Report every line below that has the string "lines" in it.

━━ Entries provided ━━

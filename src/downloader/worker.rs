//! One item: the failover loop and a single acquisition attempt

use super::context::{BatchContext, ItemOutcome};
use super::folders::FolderLayout;
use super::Services;
use crate::config::{Config, DeviceManifestMode};
use crate::error::{Error, Result};
use crate::manifest::{self, AudioPreference, ManifestDocument, resolver};
use crate::naming;
use crate::retry::{FailoverError, RetryPolicy, run_with_failover};
use crate::services::{MediaSource, ProgressSink, TagSet, TransferRequest};
use crate::types::{
    Account, AudioMode, AudioTrait, Collection, CollectionKind, Item, MediaKind, ProgressEvent,
    StatusTone,
};
use crate::ui::format::{STATUS_TAGGING, account_failed_status, progress_status};
use std::sync::Arc;
use tokio::sync::{mpsc, watch};

use super::CompletionLedger;

/// Capacity of the per-item progress channel
const PROGRESS_CHANNEL_CAPACITY: usize = 10;

/// Quality string used for legacy compressed streams
const LEGACY_QUALITY: &str = "256kbps";

/// Everything a worker needs, shared by all items of a batch
pub(crate) struct BatchEnv {
    pub(crate) config: Arc<Config>,
    pub(crate) services: Services,
    pub(crate) collection: Arc<Collection>,
    pub(crate) layout: FolderLayout,
    pub(crate) mode: AudioMode,
    pub(crate) preference: AudioPreference,
    pub(crate) accounts: Vec<Account>,
    pub(crate) policy: RetryPolicy,
    pub(crate) ledger: Arc<CompletionLedger>,
}

/// How a successful attempt ended
#[derive(Clone, Copy, Debug, PartialEq, Eq)]
pub(crate) enum Acquired {
    /// File transferred and tagged
    Transferred,
    /// File already existed at the destination
    AlreadyPresent,
}

/// Acquire one item and record its outcome in `ctx`
///
/// Rotation starts at `index`, so consecutive items start on different accounts.
pub(crate) async fn run_item(
    env: Arc<BatchEnv>,
    ctx: Arc<BatchContext>,
    index: usize,
    item: Item,
) -> ItemOutcome {
    let collection_id = env.collection.id.as_str();
    if env.ledger.contains(collection_id, item.ordinal).await {
        tracing::debug!(item_id = %item.id, ordinal = item.ordinal, "Already complete, skipping");
        let outcome = ItemOutcome::Skipped;
        ctx.record_outcome(index, &outcome).await;
        return outcome;
    }

    let (sink, progress_rx) = ProgressSink::channel(PROGRESS_CHANNEL_CAPACITY);
    let (region_tx, region_rx) = watch::channel(String::new());
    let region_tx = Arc::new(region_tx);
    let consumer = tokio::spawn(consume_progress(ctx.clone(), index, progress_rx, region_rx));

    let result = run_with_failover(
        &env.policy,
        &env.accounts,
        index,
        |account: Account, attempt: u32| {
            let env = env.clone();
            let ctx = ctx.clone();
            let item = item.clone();
            let sink = sink.clone();
            let region_tx = region_tx.clone();
            async move {
                region_tx.send_replace(account.region_label());
                tracing::debug!(
                    item_id = %item.id,
                    account = %account.name,
                    attempt,
                    "Starting attempt"
                );
                acquire_once(&env, &ctx, index, &item, &account, sink).await
            }
        },
        |account: Account, _last: String| {
            let ctx = ctx.clone();
            async move {
                ctx.update_status(index, &account_failed_status(&account.name), StatusTone::Warning)
                    .await;
                ctx.record_warning().await;
            }
        },
    )
    .await;

    // The failover closures owned the last senders; the consumer ends once they are gone
    drop(sink);
    if let Err(e) = consumer.await {
        tracing::warn!(error = %e, item_id = %item.id, "Progress consumer failed");
    }

    let outcome = match result {
        Ok(Acquired::Transferred) => ItemOutcome::Success,
        Ok(Acquired::AlreadyPresent) => ItemOutcome::Skipped,
        Err(FailoverError::Exhausted { accounts, last }) => {
            let message = last.to_string();
            let error = Error::AllAccountsExhausted {
                item_id: item.id.clone(),
                accounts,
                last: Box::new(last),
            };
            tracing::error!(error = %error, ordinal = item.ordinal, "Item failed");
            ItemOutcome::Failed(message)
        }
        Err(FailoverError::NoAccounts) => ItemOutcome::Failed("no working accounts".to_string()),
    };
    ctx.record_outcome(index, &outcome).await;
    outcome
}

/// Turn progress events into status text until every sender is dropped
async fn consume_progress(
    ctx: Arc<BatchContext>,
    index: usize,
    mut events: mpsc::Receiver<ProgressEvent>,
    region: watch::Receiver<String>,
) {
    while let Some(event) = events.recv().await {
        let label = region.borrow().clone();
        ctx.update_status(index, &progress_status(&label, &event), StatusTone::Active)
            .await;
    }
}

/// What one attempt will transfer and how its file is named
struct Plan {
    source: MediaSource,
    file_name: String,
}

/// One acquisition attempt of `item` under `account`
pub(crate) async fn acquire_once(
    env: &BatchEnv,
    ctx: &BatchContext,
    index: usize,
    item: &Item,
    account: &Account,
    sink: ProgressSink,
) -> Result<Acquired> {
    let plan = match item.kind {
        MediaKind::Song => plan_song(env, item, account).await?,
        MediaKind::Video => plan_video(env, item, account).await?,
    };

    let placed = env.layout.place(&plan.file_name);
    if !placed.fits {
        let warning = Error::PathUnshortenable {
            path: placed.path(&env.layout.base),
            max_len: env.layout.max_len,
        };
        tracing::warn!(error = %warning, item_id = %item.id, "Using best-effort path");
    }
    let destination = placed.path(&env.layout.base);

    let collection_id = env.collection.id.as_str();
    if env.services.probe.exists(&destination).await {
        env.ledger.mark(collection_id, item.ordinal).await;
        return Ok(Acquired::AlreadyPresent);
    }

    tokio::fs::create_dir_all(placed.dir(&env.layout.base)).await?;

    let request = TransferRequest {
        item: item.clone(),
        source: plan.source,
        destination: destination.clone(),
        account: account.clone(),
    };
    env.services.transfer.transfer(request, sink).await?;

    ctx.update_status(index, STATUS_TAGGING, StatusTone::Notice).await;
    let tags = TagSet::for_item(item, &env.collection);
    env.services.tagger.embed_tags(&destination, &tags).await?;

    env.ledger.mark(collection_id, item.ordinal).await;
    tracing::info!(
        item_id = %item.id,
        account = %account.name,
        path = %destination.display(),
        "Item acquired"
    );
    Ok(Acquired::Transferred)
}

async fn plan_song(env: &BatchEnv, item: &Item, account: &Account) -> Result<Plan> {
    let enhanced = if env.mode == AudioMode::Aac && env.config.quality.wants_legacy_aac() {
        None
    } else {
        env.services
            .catalog
            .fetch_manifest(item, account, &account.storefront)
            .await?
    };

    let Some(catalog_doc) = enhanced else {
        if env.mode == AudioMode::Atmos {
            return Err(Error::NoVariant {
                reason: "spatial audio unavailable for this item".to_string(),
            });
        }
        if !account.has_media_token() {
            return Err(Error::MissingMediaToken {
                account: account.name.clone(),
            });
        }
        return Ok(Plan {
            source: MediaSource::Legacy {
                item_id: item.id.clone(),
            },
            file_name: song_file_name(env, item, LEGACY_QUALITY, AudioMode::Aac.codec_label()),
        });
    };

    let doc = match device_manifest(env, item, account).await {
        Some(doc) => doc,
        None => catalog_doc,
    };
    let stream = manifest::resolve_audio(&doc, &env.preference)?;
    Ok(Plan {
        file_name: song_file_name(env, item, &stream.filename_quality, env.mode.codec_label()),
        source: MediaSource::Stream(stream.url),
    })
}

/// Manifest from the account's device endpoint, when configured and available
///
/// Lookup failures fall back to the catalog manifest.
async fn device_manifest(env: &BatchEnv, item: &Item, account: &Account) -> Option<ManifestDocument> {
    let wanted = match env.config.manifest.device_manifest {
        DeviceManifestMode::Off => false,
        DeviceManifestMode::HiRes => item.has_trait(AudioTrait::HiResLossless),
        DeviceManifestMode::All => true,
    };
    let locator = env.services.locator.as_ref()?;
    if !wanted || account.device_endpoint.is_none() {
        return None;
    }

    let url = match locator.locate(&item.id, account).await {
        Ok(Some(url)) => url,
        Ok(None) => return None,
        Err(e) => {
            tracing::debug!(error = %e, item_id = %item.id, "Device lookup failed, using catalog manifest");
            return None;
        }
    };
    match env.services.fetcher.fetch(&url).await {
        Ok(doc) => Some(doc),
        Err(e) => {
            tracing::debug!(error = %e, url = %url, "Device manifest fetch failed, using catalog manifest");
            None
        }
    }
}

async fn plan_video(env: &BatchEnv, item: &Item, account: &Account) -> Result<Plan> {
    if !account.has_media_token() {
        return Err(Error::MissingMediaToken {
            account: account.name.clone(),
        });
    }
    let doc = env
        .services
        .catalog
        .fetch_manifest(item, account, &account.storefront)
        .await?
        .ok_or_else(|| Error::NoVariant {
            reason: "no video manifest for this item".to_string(),
        })?;

    let playlist = doc.parse()?;
    let video = resolver::select_video(&doc.url, &playlist, env.config.quality.mv_max)?;
    let audio =
        match resolver::select_video_audio(&doc.url, &playlist, env.config.quality.mv_audio_type) {
            Ok(url) => Some(url),
            Err(e) => {
                tracing::debug!(error = %e, item_id = %item.id, "No separate video audio");
                None
            }
        };

    let standalone = env.collection.kind == CollectionKind::Single;
    let stem = naming::video_file_stem(&env.config.naming, item, standalone);
    Ok(Plan {
        source: MediaSource::Video {
            video: video.url,
            audio,
        },
        file_name: format!("{stem}.mp4"),
    })
}

fn song_file_name(env: &BatchEnv, item: &Item, quality: &str, codec: &str) -> String {
    let stem = naming::song_file_stem(&env.config.naming, item, quality, codec);
    format!("{stem}.m4a")
}
//! HLS master playlist parsing
//!
//! Only the tags the resolver needs are interpreted: `#EXT-X-STREAM-INF` (variant
//! streams) and `#EXT-X-MEDIA` (alternative renditions). Media playlists are
//! rejected.

use crate::error::{Error, Result};
use std::collections::HashMap;

/// One `#EXT-X-STREAM-INF` entry
#[derive(Clone, Debug, Default, PartialEq, Eq)]
pub struct VariantStream {
    /// Media playlist URI as written in the document (may be relative)
    pub uri: String,
    /// Peak bandwidth in bits per second
    pub bandwidth: u64,
    /// Average bandwidth; falls back to `bandwidth` when absent
    pub average_bandwidth: u64,
    /// Codec identifier (e.g. `alac`, `ec-3`, `mp4a.40.2`)
    pub codecs: String,
    /// Audio group id, which doubles as the quality descriptor
    /// (e.g. `audio-alac-stereo-96000-24`)
    pub audio_group: String,
    /// Declared `RESOLUTION`, for video variants
    pub resolution: Option<(u32, u32)>,
}

impl VariantStream {
    /// `-`-separated segments of the audio group id
    pub fn group_segments(&self) -> Vec<&str> {
        self.audio_group.split('-').collect()
    }
}

/// One `#EXT-X-MEDIA` entry
#[derive(Clone, Debug, Default, PartialEq, Eq)]
pub struct Rendition {
    /// `TYPE` attribute (`AUDIO`, `SUBTITLES`, ...)
    pub media_type: String,
    /// `GROUP-ID` attribute
    pub group_id: String,
    /// `NAME` attribute
    pub name: String,
    /// Rendition URI, absent for renditions muxed into the variant
    pub uri: Option<String>,
}

/// Parsed master playlist
#[derive(Clone, Debug, Default, PartialEq, Eq)]
pub struct MasterPlaylist {
    /// Variant streams in document order
    pub variants: Vec<VariantStream>,
    /// Alternative renditions in document order
    pub renditions: Vec<Rendition>,
}

impl MasterPlaylist {
    /// Variants sorted by descending average bandwidth (stable for ties)
    pub fn variants_by_bandwidth(&self) -> Vec<&VariantStream> {
        let mut sorted: Vec<&VariantStream> = self.variants.iter().collect();
        sorted.sort_by(|a, b| b.average_bandwidth.cmp(&a.average_bandwidth));
        sorted
    }
}

/// Parse a master playlist document
pub fn parse_master(body: &str) -> Result<MasterPlaylist> {
    let mut lines = body
        .lines()
        .map(|line| line.trim().trim_start_matches('\u{feff}'))
        .filter(|line| !line.is_empty());

    match lines.next() {
        Some("#EXTM3U") => {}
        _ => {
            return Err(Error::ParseFailure(
                "document does not start with #EXTM3U".to_string(),
            ));
        }
    }

    let mut playlist = MasterPlaylist::default();
    let mut pending: Option<VariantStream> = None;

    for line in lines {
        if let Some(attrs) = line.strip_prefix("#EXT-X-STREAM-INF:") {
            if pending.is_some() {
                return Err(Error::ParseFailure(
                    "#EXT-X-STREAM-INF without a URI line".to_string(),
                ));
            }
            pending = Some(parse_stream_inf(attrs)?);
        } else if let Some(attrs) = line.strip_prefix("#EXT-X-MEDIA:") {
            playlist.renditions.push(parse_media(attrs));
        } else if line.starts_with("#EXTINF") || line.starts_with("#EXT-X-TARGETDURATION") {
            return Err(Error::ParseFailure(
                "media playlist given where a master playlist was expected".to_string(),
            ));
        } else if line.starts_with('#') {
            continue;
        } else if let Some(mut variant) = pending.take() {
            variant.uri = line.to_string();
            playlist.variants.push(variant);
        }
    }

    if pending.is_some() {
        return Err(Error::ParseFailure(
            "#EXT-X-STREAM-INF without a URI line".to_string(),
        ));
    }

    Ok(playlist)
}

fn parse_stream_inf(attrs: &str) -> Result<VariantStream> {
    let attrs = parse_attributes(attrs);

    let bandwidth = match attrs.get("BANDWIDTH") {
        Some(value) => value.parse::<u64>().map_err(|_| {
            Error::ParseFailure(format!("invalid BANDWIDTH value: {value}"))
        })?,
        None => {
            return Err(Error::ParseFailure(
                "#EXT-X-STREAM-INF is missing BANDWIDTH".to_string(),
            ));
        }
    };
    let average_bandwidth = attrs
        .get("AVERAGE-BANDWIDTH")
        .and_then(|value| value.parse::<u64>().ok())
        .unwrap_or(bandwidth);
    let resolution = attrs.get("RESOLUTION").and_then(|value| {
        let (w, h) = value.split_once(['x', 'X'])?;
        Some((w.parse().ok()?, h.parse().ok()?))
    });

    Ok(VariantStream {
        uri: String::new(),
        bandwidth,
        average_bandwidth,
        codecs: attrs.get("CODECS").cloned().unwrap_or_default(),
        audio_group: attrs.get("AUDIO").cloned().unwrap_or_default(),
        resolution,
    })
}

fn parse_media(attrs: &str) -> Rendition {
    let mut attrs = parse_attributes(attrs);
    Rendition {
        media_type: attrs.remove("TYPE").unwrap_or_default(),
        group_id: attrs.remove("GROUP-ID").unwrap_or_default(),
        name: attrs.remove("NAME").unwrap_or_default(),
        uri: attrs.remove("URI"),
    }
}

/// Split an attribute list on commas outside quoted strings
fn parse_attributes(input: &str) -> HashMap<String, String> {
    let mut attrs = HashMap::new();
    let mut field = String::new();
    let mut in_quotes = false;

    let mut flush = |field: &mut String| {
        if let Some((key, value)) = field.split_once('=') {
            let value = value.trim();
            let value = value
                .strip_prefix('"')
                .and_then(|v| v.strip_suffix('"'))
                .unwrap_or(value);
            attrs.insert(key.trim().to_string(), value.to_string());
        }
        field.clear();
    };

    for c in input.chars() {
        match c {
            '"' => {
                in_quotes = !in_quotes;
                field.push(c);
            }
            ',' if !in_quotes => flush(&mut field),
            _ => field.push(c),
        }
    }
    flush(&mut field);

    attrs
}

━━━

### Reply to the exercise:
    let mut lines = body
        .lines()
    match lines.next() {
    for line in lines {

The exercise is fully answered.